Ученик: А если такая осознанность, то зачем инфаркт?
Учитель: Ну как зачем? Как-то надо из жизни уходить. Со своим запасом. Вы же понатворили в прошлой жизни массу всего. И это же всё равно же никуда не уберёшь. Надо… куда-то надо это деть. Ко мне приходят смертники и говорят: «Вот Ан-148 разбился. Как их всех подтянули? Почему их всех подтянули в один самолёт? Там и детки были восемь месяцев, и ещё что-то. Почему их всех? Только он родился, а ему уже говорят: „Всё, хватит. Отпел, отплясал“». Значит почему-то это надо. Или вы думаете: «Раз я всё осознал, то теперь мне всё прощается!» Нет. Это, конечно, очень здорово, что всё осознали, это великолепно, но то, что было тогда, за это надо заплатить собственной жизнью. А вы думаете: «Раз я всё осознал, теперь я буду жить вечно». Да вы сами от себя устанете в этом теле. «В этом теле ещё корпеть столько времени, в этом несуразном бестолковом теле ещё. Всё, что мог, попробовал суразное вот в этом всём. Даже Вася не идёт в гости».
Ученик: Ну вечно, конечно, нет. А вот вопрос к тому, что если уже сознание настолько, что человек может контролировать свой уход, то, наверное… зачем ему инфаркт, если он знает, что…?
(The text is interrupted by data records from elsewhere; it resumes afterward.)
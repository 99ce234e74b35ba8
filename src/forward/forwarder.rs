/*!
 * Syscall Forwarder
 *
 * Descriptor-space translation for intercepted syscalls: resolve the virtual
 * descriptor, fail with EBADF without touching the OS if that fails, otherwise
 * call the native syscall on the external descriptor and return its result
 * verbatim.
 */

use super::native::{OsSyscalls, NativeSyscalls};
use crate::core::types::{OsFd, VirtualFd};
use crate::descriptors::{DescriptorFlags, DescriptorKind, DescriptorRecord, DescriptorTable, External};
use nix::errno::Errno;
use nix::fcntl::OFlag;
use nix::sys::socket::{AddressFamily, SockFlag, SockType, SockaddrLike};
use nix::sys::stat::Mode;
use std::path::Path;
use std::sync::Arc;
use tracing::{instrument, warn};

/// Forwards syscalls on virtual descriptors to the OS
pub struct Forwarder<N = OsSyscalls> {
    table: Arc<DescriptorTable>,
    native: N,
}

impl Forwarder<OsSyscalls> {
    /// Forwarder over the real OS surface
    pub fn new(table: Arc<DescriptorTable>) -> Self {
        Self::with_native(table, OsSyscalls)
    }
}

impl<N: NativeSyscalls> Forwarder<N> {
    pub fn with_native(table: Arc<DescriptorTable>, native: N) -> Self {
        Self { table, native }
    }

    #[inline]
    pub fn table(&self) -> &Arc<DescriptorTable> {
        &self.table
    }

    #[inline]
    pub fn native(&self) -> &N {
        &self.native
    }

    /// Resolve to a live record or EBADF
    #[inline]
    fn record(&self, fd: VirtualFd) -> nix::Result<DescriptorRecord> {
        Ok(self.table.resolve(fd).require()?)
    }

    /// Resolve to an OS descriptor; unbacked records are EBADF too
    #[inline]
    fn backed(&self, fd: VirtualFd) -> nix::Result<OsFd> {
        self.record(fd)?.external.os_fd().ok_or(Errno::EBADF)
    }

    /// Register a freshly created OS descriptor, closing it if the table is full
    fn adopt(&self, os_fd: OsFd, kind: DescriptorKind, flags: DescriptorFlags) -> nix::Result<VirtualFd> {
        match self.table.insert(External::Os(os_fd), kind, flags) {
            Ok(fd) => Ok(fd),
            Err(e) => {
                if let Err(close_err) = self.native.close(os_fd) {
                    warn!(os_fd, error = %close_err, "failed to close unregistered descriptor");
                }
                Err(e.errno())
            }
        }
    }

    #[instrument(level = "trace", skip(self))]
    pub fn open(&self, path: &Path, flags: OFlag, mode: Mode) -> nix::Result<VirtualFd> {
        let os_fd = self.native.open(path, flags, mode)?;
        let kind = self
            .native
            .fstat_mode(os_fd)
            .map(DescriptorKind::from_mode)
            .unwrap_or(DescriptorKind::Other);

        let dflags = DescriptorFlags::empty()
            .toggled(DescriptorFlags::CLOEXEC, flags.contains(OFlag::O_CLOEXEC))
            .toggled(DescriptorFlags::NONBLOCK, flags.contains(OFlag::O_NONBLOCK));
        self.adopt(os_fd, kind, dflags)
    }

    #[instrument(level = "trace", skip(self))]
    pub fn socket(&self, domain: AddressFamily, ty: SockType, flags: SockFlag) -> nix::Result<VirtualFd> {
        let os_fd = self.native.socket(domain, ty, flags)?;
        let dflags = DescriptorFlags::empty()
            .toggled(DescriptorFlags::CLOEXEC, flags.contains(SockFlag::SOCK_CLOEXEC))
            .toggled(DescriptorFlags::NONBLOCK, flags.contains(SockFlag::SOCK_NONBLOCK));
        self.adopt(os_fd, DescriptorKind::Socket, dflags)
    }

    /// Returns (read end, write end) as virtual descriptors
    #[instrument(level = "trace", skip(self))]
    pub fn pipe(&self) -> nix::Result<(VirtualFd, VirtualFd)> {
        let (read_end, write_end) = self.native.pipe()?;

        let read_fd = match self.adopt(read_end, DescriptorKind::Pipe, DescriptorFlags::empty()) {
            Ok(fd) => fd,
            Err(e) => {
                if let Err(close_err) = self.native.close(write_end) {
                    warn!(os_fd = write_end, error = %close_err, "failed to close unregistered pipe end");
                }
                return Err(e);
            }
        };
        match self.adopt(write_end, DescriptorKind::Pipe, DescriptorFlags::empty()) {
            Ok(write_fd) => Ok((read_fd, write_fd)),
            Err(e) => {
                if let Err(close_err) = self.close(read_fd) {
                    warn!(fd = read_fd, error = %close_err, "failed to close pipe read end");
                }
                Err(e)
            }
        }
    }

    /// Duplicate onto the lowest free virtual id; the copy starts without CLOEXEC
    #[instrument(level = "trace", skip(self))]
    pub fn dup(&self, fd: VirtualFd) -> nix::Result<VirtualFd> {
        Ok(self.table.duplicate(fd, DescriptorFlags::empty())?)
    }

    /// Duplicate onto `newfd`, silently closing whatever it referred to
    ///
    /// The swap is one table step, so no other insert can take `newfd` between
    /// the close and the duplicate.
    #[instrument(level = "trace", skip(self))]
    pub fn dup2(&self, oldfd: VirtualFd, newfd: VirtualFd) -> nix::Result<VirtualFd> {
        if oldfd == newfd {
            self.record(oldfd)?;
            return Ok(newfd);
        }

        if let Some(ticket) = self.table.replace_at(oldfd, newfd, DescriptorFlags::empty())? {
            if let Some(os_fd) = ticket.release_target() {
                if let Err(e) = self.native.close(os_fd) {
                    warn!(newfd, os_fd, error = %e, "dup2 target close failed");
                }
            }
            self.table.finish_close(ticket);
        }
        Ok(newfd)
    }

    /// Close; the OS descriptor is released with its last virtual record
    #[instrument(level = "trace", skip(self))]
    pub fn close(&self, fd: VirtualFd) -> nix::Result<()> {
        self.table.close(fd, |os_fd| self.native.close(os_fd))
    }

    #[instrument(level = "trace", skip(self, addr))]
    pub fn bind(&self, fd: VirtualFd, addr: &dyn SockaddrLike) -> nix::Result<()> {
        let os_fd = self.backed(fd)?;
        self.native.bind(os_fd, addr)
    }

    #[instrument(level = "trace", skip(self, addr))]
    pub fn connect(&self, fd: VirtualFd, addr: &dyn SockaddrLike) -> nix::Result<()> {
        let os_fd = self.backed(fd)?;
        self.native.connect(os_fd, addr)
    }

    #[instrument(level = "trace", skip(self))]
    pub fn listen(&self, fd: VirtualFd, backlog: i32) -> nix::Result<()> {
        let os_fd = self.backed(fd)?;
        self.native.listen(os_fd, backlog)
    }

    #[instrument(level = "trace", skip(self, buf), fields(len = buf.len()))]
    pub fn read(&self, fd: VirtualFd, buf: &mut [u8]) -> nix::Result<usize> {
        let os_fd = self.backed(fd)?;
        self.native.read(os_fd, buf)
    }

    #[instrument(level = "trace", skip(self, buf), fields(len = buf.len()))]
    pub fn write(&self, fd: VirtualFd, buf: &[u8]) -> nix::Result<usize> {
        let os_fd = self.backed(fd)?;
        self.native.write(os_fd, buf)
    }

    /// File type of the external descriptor as the OS reports it now
    #[instrument(level = "trace", skip(self))]
    pub fn fstat_kind(&self, fd: VirtualFd) -> nix::Result<DescriptorKind> {
        let os_fd = self.backed(fd)?;
        self.native.fstat_mode(os_fd).map(DescriptorKind::from_mode)
    }

    pub fn get_flags(&self, fd: VirtualFd) -> nix::Result<DescriptorFlags> {
        Ok(self.record(fd)?.flags)
    }

    /// Replace a record's flags
    ///
    /// NONBLOCK is mirrored onto the external descriptor's file status flags,
    /// which duplicates share: the OS side follows the latest `set_flags` on any
    /// record backed by it, checked against the live OS state. Record flags stay
    /// per record. CLOEXEC stays virtual and is honoured by
    /// [`close_on_exec`](Self::close_on_exec).
    #[instrument(level = "trace", skip(self))]
    pub fn set_flags(&self, fd: VirtualFd, flags: DescriptorFlags) -> nix::Result<()> {
        let record = self.record(fd)?;
        let want_nonblock = flags.contains(DescriptorFlags::NONBLOCK);

        if let External::Os(os_fd) = record.external {
            let mut status = self.native.status_flags(os_fd)?;
            if status.contains(OFlag::O_NONBLOCK) != want_nonblock {
                status.set(OFlag::O_NONBLOCK, want_nonblock);
                self.native.set_status_flags(os_fd, status)?;
            }
        }

        self.table.set_flags(fd, flags)?;
        Ok(())
    }

    /// Close every CLOEXEC descriptor ahead of exec
    pub fn close_on_exec(&self) -> Vec<DescriptorRecord> {
        self.table.close_on_exec(|os_fd| self.native.close(os_fd))
    }

    /// Close everything (process exit)
    pub fn shutdown(&self) -> Vec<DescriptorRecord> {
        self.table.drain(|os_fd| self.native.close(os_fd))
    }
}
Учитель: Вы достигли уже этого?
Ученик: Нет.
Учитель: Ну вот. И мы же к этому идём. Это только путь, это начало пути. А, когда мы придём уже к тому моменту, Мие можно на скамеечку сесть, и скажет: «Я уже осознала». И три берёзки, которые там вот… у кого-то песня есть, где поют: «Как хочется стреляться среди берёзок средней полосы».